SOURCE DATA >>
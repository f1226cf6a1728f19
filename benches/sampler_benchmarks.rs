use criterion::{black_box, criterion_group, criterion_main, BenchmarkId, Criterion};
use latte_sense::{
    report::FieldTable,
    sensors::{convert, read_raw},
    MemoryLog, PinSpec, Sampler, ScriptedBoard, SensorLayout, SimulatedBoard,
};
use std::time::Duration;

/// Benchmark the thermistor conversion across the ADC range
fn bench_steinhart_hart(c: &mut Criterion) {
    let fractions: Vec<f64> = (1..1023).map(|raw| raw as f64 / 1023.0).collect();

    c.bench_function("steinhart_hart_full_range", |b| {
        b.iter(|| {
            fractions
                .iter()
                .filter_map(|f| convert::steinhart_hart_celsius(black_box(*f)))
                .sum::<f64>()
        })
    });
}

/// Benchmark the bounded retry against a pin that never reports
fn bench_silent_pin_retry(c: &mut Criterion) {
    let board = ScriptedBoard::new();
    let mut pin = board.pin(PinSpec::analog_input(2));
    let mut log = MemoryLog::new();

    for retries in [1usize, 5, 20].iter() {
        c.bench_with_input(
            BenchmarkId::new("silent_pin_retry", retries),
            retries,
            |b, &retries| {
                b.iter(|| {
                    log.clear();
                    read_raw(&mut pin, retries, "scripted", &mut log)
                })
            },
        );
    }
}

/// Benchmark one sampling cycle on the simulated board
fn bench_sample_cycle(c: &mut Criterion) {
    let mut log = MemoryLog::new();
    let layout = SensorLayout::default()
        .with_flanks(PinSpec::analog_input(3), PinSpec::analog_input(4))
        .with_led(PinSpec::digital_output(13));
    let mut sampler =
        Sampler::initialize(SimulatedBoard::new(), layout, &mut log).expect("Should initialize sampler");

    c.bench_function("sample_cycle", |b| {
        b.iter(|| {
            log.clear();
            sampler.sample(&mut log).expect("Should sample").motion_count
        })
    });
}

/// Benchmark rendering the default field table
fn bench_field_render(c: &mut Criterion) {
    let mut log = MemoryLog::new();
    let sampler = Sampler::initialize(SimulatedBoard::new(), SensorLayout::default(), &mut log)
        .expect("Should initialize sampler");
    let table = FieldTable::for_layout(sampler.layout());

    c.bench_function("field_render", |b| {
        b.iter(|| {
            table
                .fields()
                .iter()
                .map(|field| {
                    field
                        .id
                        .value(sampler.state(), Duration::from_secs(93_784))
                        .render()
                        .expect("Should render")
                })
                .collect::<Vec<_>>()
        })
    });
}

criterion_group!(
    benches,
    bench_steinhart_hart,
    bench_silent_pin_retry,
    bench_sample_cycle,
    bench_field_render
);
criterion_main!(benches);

EXERCISE AIM >> Each line containing the word "Should" needs to be copied from the data above.

EXERCISE SOLUTION >>
        Sampler::initialize(SimulatedBoard::new(), layout, &mut log).expect("Should initialize sampler");
            sampler.sample(&mut log).expect("Should sample").motion_count
        .expect("Should initialize sampler");
                        .expect("Should render")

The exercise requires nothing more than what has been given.